*WHAT IS EXPECTED*: Write out each line of the entries exactly, starting at the first and finishing with the line that contains "pub fn is_alive(&self, handle: NativeWindowHandle)".

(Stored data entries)

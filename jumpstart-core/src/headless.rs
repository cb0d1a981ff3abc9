//! A platform without a display server.
//!
//! Windows are synthetic handles. Close requests are injected by the caller, which
//! makes the whole event path testable on machines with no windowing system.

use std::collections::{BTreeMap, VecDeque};

use log::debug;
use raw_window_handle::{RawDisplayHandle, RawWindowHandle};

use crate::platform::{PlatformEvent, PlatformKind, PlatformWindow};
use crate::window::{NativeWindowHandle, WindowConfig};
use crate::{JumpstartError, JumpstartResult};

#[derive(Debug)]
pub struct HeadlessPlatform {
    next_handle: u64,
    windows: BTreeMap<NativeWindowHandle, WindowConfig>,
    pending: VecDeque<PlatformEvent>,
    window_limit: Option<usize>,
    created: usize,
    destroyed: Vec<NativeWindowHandle>,
}

impl Default for HeadlessPlatform {
    fn default() -> Self {
        Self {
            next_handle: 0x1000,
            windows: BTreeMap::new(),
            pending: VecDeque::new(),
            window_limit: None,
            created: 0,
            destroyed: Vec::new(),
        }
    }
}

impl HeadlessPlatform {
    pub fn new() -> Self {
        Self::default()
    }

    /// Refuses to create more than `limit` live windows, like a platform out of resources.
    pub fn with_window_limit(limit: usize) -> Self {
        Self {
            window_limit: Some(limit),
            ..Self::default()
        }
    }

    /// Queues a close request as if the user clicked the window's close button.
    pub fn request_close(&mut self, handle: NativeWindowHandle) {
        self.pending.push_back(PlatformEvent::CloseRequested(handle));
    }

    pub fn is_alive(&self, handle: NativeWindowHandle) -> bool {
        self.windows.contains_key(&handle)
    }

    pub fn live_windows(&self) -> usize {
        self.windows.len()
    }

    pub fn created_count(&self) -> usize {
        self.created
    }

    /// Every handle passed to a successful `destroy`, in call order.
    pub fn destroyed(&self) -> &[NativeWindowHandle] {
        &self.destroyed
    }

    pub fn config(&self, handle: NativeWindowHandle) -> Option<&WindowConfig> {
        self.windows.get(&handle)
    }
}

impl PlatformWindow for HeadlessPlatform {
    fn kind(&self) -> PlatformKind {
        PlatformKind::Headless
    }

    fn create(&mut self, config: &WindowConfig) -> JumpstartResult<NativeWindowHandle> {
        if let Some(limit) = self.window_limit {
            if self.windows.len() >= limit {
                return Err(JumpstartError::WindowCreation {
                    code: Some(8),
                    message: format!("headless window limit of {} reached", limit),
                });
            }
        }

        let handle = NativeWindowHandle(self.next_handle);
        self.next_handle += 1;
        self.windows.insert(handle, config.clone());
        self.created += 1;
        debug!("Headless window {} created ({}x{})", handle, config.width, config.height);
        Ok(handle)
    }

    fn destroy(&mut self, handle: NativeWindowHandle) {
        if self.windows.remove(&handle).is_some() {
            self.destroyed.push(handle);
        }
    }

    fn raw_handles(
        &self,
        handle: NativeWindowHandle,
    ) -> JumpstartResult<(RawDisplayHandle, RawWindowHandle)> {
        Err(JumpstartError::surface_creation(format!(
            "headless window {} has no presentation target",
            handle
        )))
    }

    fn poll_events(&mut self, sink: &mut dyn FnMut(PlatformEvent)) {
        while let Some(event) = self.pending.pop_front() {
            sink(event);
        }
    }
}
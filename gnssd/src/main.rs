mod config;
mod dispatcher;
mod dop;
mod drivers;
mod fixups;
mod json_out;
mod nmea;
mod ntrip;
mod report;
mod session;
mod subscriber;
mod timehook;
mod uri;

use std::sync::atomic::Ordering;
use std::sync::Arc;

use anyhow::Result;
use clap::Parser;
use tokio::net::TcpListener;
use tracing::{info, warn};

use config::{Args, DaemonConfig};
use dispatcher::{accept_loop, Daemon, SIGNALLED};
use timehook::LogClockSink;

#[tokio::main]
async fn main() -> Result<()> {
    // Logging
    tracing_subscriber::fmt()
        .with_env_filter(
            tracing_subscriber::EnvFilter::try_from_default_env()
                .unwrap_or_else(|_| "gnssd=info".into()),
        )
        .init();

    let args = Args::parse();
    let cfg = DaemonConfig::from_args(args);
    info!(
        "gnssd v{} starting — {} device(s), port {}{}{}",
        env!("CARGO_PKG_VERSION"),
        cfg.devices.len(),
        cfg.port,
        if cfg.readonly { ", read-only" } else { "" },
        if cfg.passive { ", passive" } else { "" },
    );

    let clock_sink = Arc::new(LogClockSink);
    let (mut daemon, events_rx) = Daemon::new(cfg.clone(), clock_sink);

    // Command-line devices fill the table from the front
    for path in &cfg.devices {
        if !daemon.add_device(path).await {
            warn!(device = %path, "device not added");
        }
    }

    // Subscriber listeners, IPv4 and IPv6
    let events = daemon.events_tx();
    match TcpListener::bind(("0.0.0.0", cfg.port)).await {
        Ok(listener) => {
            info!("listening on 0.0.0.0:{}", cfg.port);
            tokio::spawn(accept_loop(listener, events.clone()));
        }
        Err(err) => warn!(%err, "ipv4 listener failed"),
    }
    match TcpListener::bind(("::", cfg.port)).await {
        Ok(listener) => {
            info!("listening on [::]:{}", cfg.port);
            tokio::spawn(accept_loop(listener, events.clone()));
        }
        Err(err) => warn!(%err, "ipv6 listener failed"),
    }

    // SIGINT/SIGTERM: set the flag, let the loop wind down cleanly
    tokio::spawn(async move {
        if tokio::signal::ctrl_c().await.is_ok() {
            info!("interrupt received, shutting down");
            SIGNALLED.store(true, Ordering::Relaxed);
        }
    });

    daemon.run(events_rx).await;
    info!("gnssd exiting");
    Ok(())
}
//! # lexer
//!
//! The multi-protocol packet lexer.
//!
//! ## Architecture
//! A byte-at-a-time finite automaton over an input accumulator:
//!   1. The in-progress frame always starts at offset 0 of the accumulator;
//!      a scan pointer walks forward as states consume bytes.
//!   2. When a chain dies (framing violation), the head byte is discarded
//!      and the remainder re-scanned from the ground state. That single
//!      mechanism gives greedy-but-restartable recognition: a `$` buried in
//!      a binary payload gets its chance to open an NMEA sentence once the
//!      bytes before it are dropped.
//!   3. When a terminal state is reached the protocol's integrity check is
//!      recomputed over the gathered bytes; failure emits a `Bad` frame and
//!      drops one byte, success emits the classified frame and consumes it.
//!
//! Bytes discarded through the ground state additionally feed the RTCM2
//! word hunter ([`crate::isgps::Isgps`]): the IS-GPS-200 bitstream has no
//! byte-level leader to route on, so it is recognized by parallel bit-level
//! sync rather than by a state chain.
//!
//! ## Invariants
//! - The read pointer never passes the write frontier; available bytes are
//!   exactly `inbuf.len() - scan`.
//! - After an accept, the next unconsumed byte sits at offset 0.
//! - Accumulator overflow without a frame resets to ground and discards
//!   (loss-on-overflow, no back-pressure).

use crate::checksum;
use crate::isgps::Isgps;
use crate::{Frame, Protocol, MAX_PACKET_LENGTH};

/// Overflow threshold for the input accumulator.
const INPUT_CAPACITY: usize = MAX_PACKET_LENGTH * 2;
/// Longest NMEA/AIS sentence accepted, leader through LF.
const NMEA_MAX: usize = 255;
/// Longest Garmin text line.
const GARMIN_TXT_MAX: usize = 64;

const DLE: u8 = 0x10;
const STX: u8 = 0x02;
const ETX: u8 = 0x03;
const SOH: u8 = 0x01;

// ── ONCORE message table ──────────────────────────────────────────────────────

/// Motorola Oncore frames carry no length field; the total frame length
/// (leader through CR LF) is keyed by the two message-id characters.
const ONCORE_LENGTHS: &[([u8; 2], usize)] = &[
    (*b"Ab", 10),
    (*b"Ad", 11),
    (*b"Ae", 11),
    (*b"Af", 15),
    (*b"Ag", 8),
    (*b"As", 20),
    (*b"At", 8),
    (*b"Au", 12),
    (*b"Av", 8),
    (*b"Aw", 8),
    (*b"Ay", 11),
    (*b"Az", 11),
    (*b"Bb", 92),
    (*b"Bj", 8),
    (*b"Bo", 8),
    (*b"Ca", 9),
    (*b"Cb", 33),
    (*b"Cf", 7),
    (*b"Cg", 8),
    (*b"Ch", 9),
    (*b"Cj", 294),
    (*b"Ea", 76),
    (*b"Ek", 71),
    (*b"En", 69),
    (*b"Fa", 9),
    (*b"Ha", 154),
    (*b"Hn", 78),
    (*b"Ia", 10),
    (*b"Sz", 8),
];

fn oncore_length(id: [u8; 2]) -> Option<usize> {
    ONCORE_LENGTHS.iter().find(|(k, _)| *k == id).map(|(_, v)| *v)
}

// ── States ────────────────────────────────────────────────────────────────────

#[derive(Debug, Clone, Copy, PartialEq, Eq)]
enum State {
    Ground,
    Comment,
    NmeaLead { bang: bool },
    NmeaBody { bang: bool },
    GarminLead,
    GarminText,
    OncoreId { got: u8 },
    OncoreBody { remaining: usize },
    OncoreCr,
    OncoreLf,
    UbxSync,
    UbxClass,
    UbxId,
    UbxLen1,
    UbxLen2,
    UbxBody { remaining: usize },
    UbxCkA,
    UbxCkB,
    Rtcm3Len1,
    Rtcm3Len2,
    Rtcm3Body { remaining: usize },
    DleId,
    DleBody { dle: bool },
    SirfSkySync,
    SirfLen1,
    SirfLen2,
    SirfBody { remaining: usize },
    SirfCk1,
    SirfCk2,
    SirfTrail1,
    SirfTrail2,
    SkyLen1,
    SkyLen2,
    SkyBody { remaining: usize },
    SkyCk,
    SkyCr,
    SkyLf,
    ZodiacSync,
    ZodiacHeader { got: u8 },
    ZodiacBody { remaining: usize },
    ItalkBang,
    ItalkLen1,
    ItalkLen2,
    ItalkBody { remaining: usize },
    AllystarSync,
    AllystarClass,
    AllystarId,
    AllystarLen1,
    AllystarLen2,
    AllystarBody { remaining: usize },
    AllystarCkA,
    AllystarCkB,
    CasicSync,
    CasicLen1,
    CasicLen2,
    CasicClass,
    CasicId,
    CasicBody { remaining: usize },
    CasicCk { got: u8 },
    GeostarS,
    GeostarG1,
    GeostarG2,
    GeostarHdr { got: u8 },
    GeostarBody { remaining: usize },
    GreisId2,
    GreisLen { got: u8 },
    GreisBody { remaining: usize },
    Ss2Id,
    Ss2IdComp,
    Ss2Len,
    Ss2Body { remaining: usize },
    Ss2Ck1,
    Ss2Ck2,
    NavcomSync1,
    NavcomSync2,
    NavcomId,
    NavcomLen1,
    NavcomLen2,
    NavcomBody { remaining: usize },
    NavcomCk,
    NavcomEtx,
    Json,
    SpartnHdr { got: u8 },
    SpartnAuth { got: u8 },
    SpartnBody { remaining: usize },
    SpartnCrc { got: u8, need: u8 },
}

*SOLVED EXERCISE*:
filename jumpstart-core/src/headless.rs
repository cb0d1a981ff3abc9
//! A platform without a display server.
//!
//! Windows are synthetic handles. Close requests are injected by the caller, which
//! makes the whole event path testable on machines with no windowing system.

use std::collections::{BTreeMap, VecDeque};

use log::debug;
use raw_window_handle::{RawDisplayHandle, RawWindowHandle};

use crate::platform::{PlatformEvent, PlatformKind, PlatformWindow};
use crate::window::{NativeWindowHandle, WindowConfig};
use crate::{JumpstartError, JumpstartResult};

#[derive(Debug)]
pub struct HeadlessPlatform {
    next_handle: u64,
    windows: BTreeMap<NativeWindowHandle, WindowConfig>,
    pending: VecDeque<PlatformEvent>,
    window_limit: Option<usize>,
    created: usize,
    destroyed: Vec<NativeWindowHandle>,
}

impl Default for HeadlessPlatform {
    fn default() -> Self {
        Self {
            next_handle: 0x1000,
            windows: BTreeMap::new(),
            pending: VecDeque::new(),
            window_limit: None,
            created: 0,
            destroyed: Vec::new(),
        }
    }
}

impl HeadlessPlatform {
    pub fn new() -> Self {
        Self::default()
    }

    /// Refuses to create more than `limit` live windows, like a platform out of resources.
    pub fn with_window_limit(limit: usize) -> Self {
        Self {
            window_limit: Some(limit),
            ..Self::default()
        }
    }

    /// Queues a close request as if the user clicked the window's close button.
    pub fn request_close(&mut self, handle: NativeWindowHandle) {
        self.pending.push_back(PlatformEvent::CloseRequested(handle));
    }

    pub fn is_alive(&self, handle: NativeWindowHandle) -> bool {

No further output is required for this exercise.